The problem → Only a number is wanted here: the count of lines in the entries below that contain the word "true".

Collected data
____

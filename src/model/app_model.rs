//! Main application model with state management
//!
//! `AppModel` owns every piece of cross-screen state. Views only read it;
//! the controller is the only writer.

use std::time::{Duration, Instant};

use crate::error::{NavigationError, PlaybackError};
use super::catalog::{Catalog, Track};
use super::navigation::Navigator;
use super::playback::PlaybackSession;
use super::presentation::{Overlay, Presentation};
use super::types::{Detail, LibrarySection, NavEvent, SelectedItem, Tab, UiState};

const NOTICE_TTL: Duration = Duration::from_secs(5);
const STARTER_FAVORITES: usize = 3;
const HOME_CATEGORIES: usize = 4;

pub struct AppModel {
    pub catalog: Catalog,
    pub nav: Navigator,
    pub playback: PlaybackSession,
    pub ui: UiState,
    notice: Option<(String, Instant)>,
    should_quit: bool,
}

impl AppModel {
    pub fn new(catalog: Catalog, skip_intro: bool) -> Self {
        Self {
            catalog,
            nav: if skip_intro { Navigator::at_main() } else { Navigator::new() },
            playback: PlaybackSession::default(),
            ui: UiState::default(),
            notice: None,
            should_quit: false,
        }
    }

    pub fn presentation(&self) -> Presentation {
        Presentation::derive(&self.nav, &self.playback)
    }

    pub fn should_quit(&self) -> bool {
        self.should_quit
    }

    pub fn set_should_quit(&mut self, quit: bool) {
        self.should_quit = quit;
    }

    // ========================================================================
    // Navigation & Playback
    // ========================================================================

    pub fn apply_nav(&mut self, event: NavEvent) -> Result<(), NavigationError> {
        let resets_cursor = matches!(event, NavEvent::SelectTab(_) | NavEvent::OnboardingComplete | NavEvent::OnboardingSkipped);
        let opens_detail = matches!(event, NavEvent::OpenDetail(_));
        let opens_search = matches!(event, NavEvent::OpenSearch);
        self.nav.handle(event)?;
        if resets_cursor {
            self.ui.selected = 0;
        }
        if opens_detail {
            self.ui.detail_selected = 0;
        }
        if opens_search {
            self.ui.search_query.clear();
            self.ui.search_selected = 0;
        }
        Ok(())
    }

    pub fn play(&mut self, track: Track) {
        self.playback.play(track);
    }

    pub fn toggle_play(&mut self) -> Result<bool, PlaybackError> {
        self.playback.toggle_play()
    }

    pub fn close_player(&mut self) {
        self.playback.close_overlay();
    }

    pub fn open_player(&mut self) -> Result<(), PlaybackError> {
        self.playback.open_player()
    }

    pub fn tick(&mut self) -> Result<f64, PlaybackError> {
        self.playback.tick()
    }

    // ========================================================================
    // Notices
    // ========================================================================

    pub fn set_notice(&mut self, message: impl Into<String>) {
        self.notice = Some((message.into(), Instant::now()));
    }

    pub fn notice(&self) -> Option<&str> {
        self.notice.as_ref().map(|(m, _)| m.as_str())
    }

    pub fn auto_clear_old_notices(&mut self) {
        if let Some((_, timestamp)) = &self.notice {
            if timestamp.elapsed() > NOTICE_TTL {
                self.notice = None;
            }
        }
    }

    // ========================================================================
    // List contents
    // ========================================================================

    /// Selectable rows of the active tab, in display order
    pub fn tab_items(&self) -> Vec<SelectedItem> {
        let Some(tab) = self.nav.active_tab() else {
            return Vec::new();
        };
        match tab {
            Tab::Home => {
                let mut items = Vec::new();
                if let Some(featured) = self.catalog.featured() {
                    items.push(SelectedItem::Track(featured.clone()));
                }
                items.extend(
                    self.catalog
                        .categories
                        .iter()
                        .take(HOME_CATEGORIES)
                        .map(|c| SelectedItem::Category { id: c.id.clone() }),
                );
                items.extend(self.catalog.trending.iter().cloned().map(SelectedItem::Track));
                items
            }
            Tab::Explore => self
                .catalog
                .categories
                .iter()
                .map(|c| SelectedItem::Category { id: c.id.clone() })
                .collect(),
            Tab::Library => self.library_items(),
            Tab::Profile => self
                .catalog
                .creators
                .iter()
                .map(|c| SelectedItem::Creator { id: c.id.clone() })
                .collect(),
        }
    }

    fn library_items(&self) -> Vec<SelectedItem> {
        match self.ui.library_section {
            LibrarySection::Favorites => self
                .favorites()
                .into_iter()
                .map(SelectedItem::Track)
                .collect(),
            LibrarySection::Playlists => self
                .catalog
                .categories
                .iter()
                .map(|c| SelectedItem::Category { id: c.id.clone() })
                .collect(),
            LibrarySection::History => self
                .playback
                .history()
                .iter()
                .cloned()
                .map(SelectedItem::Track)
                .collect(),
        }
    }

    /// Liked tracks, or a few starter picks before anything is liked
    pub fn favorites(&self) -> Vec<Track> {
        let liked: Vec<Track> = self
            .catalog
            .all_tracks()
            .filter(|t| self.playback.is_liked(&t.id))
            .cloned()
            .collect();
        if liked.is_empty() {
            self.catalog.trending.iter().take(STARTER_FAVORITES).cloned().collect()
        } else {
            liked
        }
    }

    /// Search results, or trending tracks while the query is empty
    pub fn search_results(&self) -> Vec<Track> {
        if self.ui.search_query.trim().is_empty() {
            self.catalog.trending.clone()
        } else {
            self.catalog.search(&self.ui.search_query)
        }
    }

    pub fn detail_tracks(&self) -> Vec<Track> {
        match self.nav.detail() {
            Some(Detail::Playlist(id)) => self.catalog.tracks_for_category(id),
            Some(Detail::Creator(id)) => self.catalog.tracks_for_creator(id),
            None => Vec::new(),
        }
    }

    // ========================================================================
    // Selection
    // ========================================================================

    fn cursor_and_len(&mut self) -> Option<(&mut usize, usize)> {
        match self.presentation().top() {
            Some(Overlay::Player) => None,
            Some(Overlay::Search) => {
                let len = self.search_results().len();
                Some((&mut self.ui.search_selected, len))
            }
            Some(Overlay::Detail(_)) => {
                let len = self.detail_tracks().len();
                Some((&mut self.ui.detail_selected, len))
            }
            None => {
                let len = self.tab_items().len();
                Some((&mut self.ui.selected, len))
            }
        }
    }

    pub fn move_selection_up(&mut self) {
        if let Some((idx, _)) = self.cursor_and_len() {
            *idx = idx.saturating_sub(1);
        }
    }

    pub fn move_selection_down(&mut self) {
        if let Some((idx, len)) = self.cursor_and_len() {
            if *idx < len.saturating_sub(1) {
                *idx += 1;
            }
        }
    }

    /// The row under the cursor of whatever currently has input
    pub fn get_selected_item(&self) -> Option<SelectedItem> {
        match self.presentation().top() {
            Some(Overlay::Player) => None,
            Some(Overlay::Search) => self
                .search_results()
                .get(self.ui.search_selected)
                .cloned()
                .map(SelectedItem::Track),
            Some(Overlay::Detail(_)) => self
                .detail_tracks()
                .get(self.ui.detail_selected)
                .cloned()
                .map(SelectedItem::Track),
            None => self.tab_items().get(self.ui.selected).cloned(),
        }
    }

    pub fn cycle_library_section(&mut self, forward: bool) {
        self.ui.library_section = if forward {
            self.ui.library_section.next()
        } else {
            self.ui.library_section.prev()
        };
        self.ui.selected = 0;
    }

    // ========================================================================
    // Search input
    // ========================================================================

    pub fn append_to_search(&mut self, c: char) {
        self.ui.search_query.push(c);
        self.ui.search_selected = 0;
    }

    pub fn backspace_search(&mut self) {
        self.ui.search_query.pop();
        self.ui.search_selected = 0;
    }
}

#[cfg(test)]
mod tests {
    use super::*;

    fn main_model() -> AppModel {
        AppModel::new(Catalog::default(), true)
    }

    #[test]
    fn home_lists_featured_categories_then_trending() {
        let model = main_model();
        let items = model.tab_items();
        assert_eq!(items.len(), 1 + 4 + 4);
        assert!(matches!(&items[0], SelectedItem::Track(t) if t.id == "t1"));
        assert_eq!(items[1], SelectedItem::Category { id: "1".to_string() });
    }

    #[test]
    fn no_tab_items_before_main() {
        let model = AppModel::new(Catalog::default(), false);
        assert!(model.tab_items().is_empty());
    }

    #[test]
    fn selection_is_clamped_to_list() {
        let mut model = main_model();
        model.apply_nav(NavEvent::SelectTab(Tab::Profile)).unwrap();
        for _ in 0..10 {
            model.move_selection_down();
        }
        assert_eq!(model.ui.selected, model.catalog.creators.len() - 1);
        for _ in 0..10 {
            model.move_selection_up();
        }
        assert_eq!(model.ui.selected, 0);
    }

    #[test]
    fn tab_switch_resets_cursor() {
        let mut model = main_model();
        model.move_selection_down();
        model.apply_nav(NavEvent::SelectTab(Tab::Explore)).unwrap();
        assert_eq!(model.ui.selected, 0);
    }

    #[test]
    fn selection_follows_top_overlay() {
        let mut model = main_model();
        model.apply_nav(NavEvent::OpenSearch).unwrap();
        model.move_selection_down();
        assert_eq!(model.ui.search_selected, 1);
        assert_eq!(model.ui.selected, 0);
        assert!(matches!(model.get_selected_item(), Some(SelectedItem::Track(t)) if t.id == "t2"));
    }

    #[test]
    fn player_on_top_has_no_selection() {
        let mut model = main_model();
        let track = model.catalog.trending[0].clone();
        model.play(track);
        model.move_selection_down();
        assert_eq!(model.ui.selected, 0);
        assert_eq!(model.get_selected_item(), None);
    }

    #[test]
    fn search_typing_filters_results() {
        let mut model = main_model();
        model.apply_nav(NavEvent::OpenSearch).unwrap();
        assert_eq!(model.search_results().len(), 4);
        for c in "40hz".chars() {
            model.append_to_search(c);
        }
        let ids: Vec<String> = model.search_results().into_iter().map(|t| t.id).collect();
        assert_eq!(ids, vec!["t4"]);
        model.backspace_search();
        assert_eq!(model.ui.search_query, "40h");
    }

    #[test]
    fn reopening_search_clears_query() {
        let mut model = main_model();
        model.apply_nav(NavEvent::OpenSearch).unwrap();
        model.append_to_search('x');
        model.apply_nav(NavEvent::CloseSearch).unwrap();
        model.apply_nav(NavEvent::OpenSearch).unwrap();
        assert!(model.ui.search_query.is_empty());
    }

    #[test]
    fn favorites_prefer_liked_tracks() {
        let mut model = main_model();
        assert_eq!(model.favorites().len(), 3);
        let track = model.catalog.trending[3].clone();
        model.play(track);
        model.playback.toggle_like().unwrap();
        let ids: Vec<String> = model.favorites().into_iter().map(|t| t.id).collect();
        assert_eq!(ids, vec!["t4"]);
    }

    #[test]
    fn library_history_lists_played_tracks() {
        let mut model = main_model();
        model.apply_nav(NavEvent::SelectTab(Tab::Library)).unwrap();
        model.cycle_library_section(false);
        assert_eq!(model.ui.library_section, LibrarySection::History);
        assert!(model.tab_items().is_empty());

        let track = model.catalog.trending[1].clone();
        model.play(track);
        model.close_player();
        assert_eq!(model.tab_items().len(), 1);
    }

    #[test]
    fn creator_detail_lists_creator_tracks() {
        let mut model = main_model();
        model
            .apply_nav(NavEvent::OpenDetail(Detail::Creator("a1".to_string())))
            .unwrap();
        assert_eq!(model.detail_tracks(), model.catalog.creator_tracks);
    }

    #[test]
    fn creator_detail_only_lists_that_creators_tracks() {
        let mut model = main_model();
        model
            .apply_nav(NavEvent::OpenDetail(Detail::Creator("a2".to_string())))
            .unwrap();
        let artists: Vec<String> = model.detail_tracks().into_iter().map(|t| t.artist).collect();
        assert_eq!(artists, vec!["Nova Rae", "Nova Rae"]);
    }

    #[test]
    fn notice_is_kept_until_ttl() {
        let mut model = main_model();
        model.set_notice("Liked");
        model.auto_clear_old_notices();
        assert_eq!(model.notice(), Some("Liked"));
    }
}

____

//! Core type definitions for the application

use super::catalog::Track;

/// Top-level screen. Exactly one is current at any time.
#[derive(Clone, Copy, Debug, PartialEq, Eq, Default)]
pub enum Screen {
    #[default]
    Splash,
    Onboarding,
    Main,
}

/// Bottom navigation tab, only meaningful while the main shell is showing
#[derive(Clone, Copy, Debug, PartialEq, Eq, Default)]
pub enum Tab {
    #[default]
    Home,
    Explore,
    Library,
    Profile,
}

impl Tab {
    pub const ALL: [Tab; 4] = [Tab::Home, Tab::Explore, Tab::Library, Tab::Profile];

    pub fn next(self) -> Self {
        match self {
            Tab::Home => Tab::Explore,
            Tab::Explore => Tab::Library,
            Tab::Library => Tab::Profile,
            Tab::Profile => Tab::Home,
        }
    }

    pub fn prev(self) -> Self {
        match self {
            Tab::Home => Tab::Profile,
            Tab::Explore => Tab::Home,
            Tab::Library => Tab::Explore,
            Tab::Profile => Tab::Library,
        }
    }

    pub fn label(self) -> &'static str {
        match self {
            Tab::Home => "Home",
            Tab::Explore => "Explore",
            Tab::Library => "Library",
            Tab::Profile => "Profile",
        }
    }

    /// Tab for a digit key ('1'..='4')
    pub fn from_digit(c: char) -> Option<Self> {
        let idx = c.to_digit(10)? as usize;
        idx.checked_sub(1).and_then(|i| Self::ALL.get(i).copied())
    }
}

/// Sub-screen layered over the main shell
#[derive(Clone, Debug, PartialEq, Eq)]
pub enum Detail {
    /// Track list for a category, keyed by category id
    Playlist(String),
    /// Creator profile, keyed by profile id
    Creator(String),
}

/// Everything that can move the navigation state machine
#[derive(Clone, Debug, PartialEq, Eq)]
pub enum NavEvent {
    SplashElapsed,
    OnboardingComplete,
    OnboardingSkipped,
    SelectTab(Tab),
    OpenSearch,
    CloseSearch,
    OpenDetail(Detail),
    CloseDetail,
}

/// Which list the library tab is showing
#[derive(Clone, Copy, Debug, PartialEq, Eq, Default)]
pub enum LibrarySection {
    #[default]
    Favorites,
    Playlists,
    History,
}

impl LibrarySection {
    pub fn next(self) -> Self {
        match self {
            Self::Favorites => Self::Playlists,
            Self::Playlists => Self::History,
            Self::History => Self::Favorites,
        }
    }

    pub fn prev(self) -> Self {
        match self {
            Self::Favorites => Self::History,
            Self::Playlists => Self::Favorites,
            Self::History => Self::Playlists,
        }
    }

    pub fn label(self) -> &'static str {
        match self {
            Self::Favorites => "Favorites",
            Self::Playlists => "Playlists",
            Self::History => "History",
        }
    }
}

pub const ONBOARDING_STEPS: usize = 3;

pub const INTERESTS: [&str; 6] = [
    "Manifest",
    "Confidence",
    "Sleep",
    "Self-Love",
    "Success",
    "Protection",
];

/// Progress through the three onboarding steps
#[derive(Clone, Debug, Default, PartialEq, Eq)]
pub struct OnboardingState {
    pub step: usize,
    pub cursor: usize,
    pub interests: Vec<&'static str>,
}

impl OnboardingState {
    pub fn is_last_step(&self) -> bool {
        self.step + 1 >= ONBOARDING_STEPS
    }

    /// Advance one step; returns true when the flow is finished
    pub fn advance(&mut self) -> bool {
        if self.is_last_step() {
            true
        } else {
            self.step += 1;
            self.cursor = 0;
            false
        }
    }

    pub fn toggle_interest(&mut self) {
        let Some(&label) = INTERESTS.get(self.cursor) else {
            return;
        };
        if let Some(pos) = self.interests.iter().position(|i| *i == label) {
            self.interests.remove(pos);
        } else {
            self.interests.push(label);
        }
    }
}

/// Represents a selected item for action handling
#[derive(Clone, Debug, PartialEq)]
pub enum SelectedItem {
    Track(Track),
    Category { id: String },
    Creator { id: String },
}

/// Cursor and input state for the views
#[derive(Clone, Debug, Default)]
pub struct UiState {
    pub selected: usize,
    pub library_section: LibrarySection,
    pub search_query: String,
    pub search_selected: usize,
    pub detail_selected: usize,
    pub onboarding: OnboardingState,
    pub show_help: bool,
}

____

Finished task → 3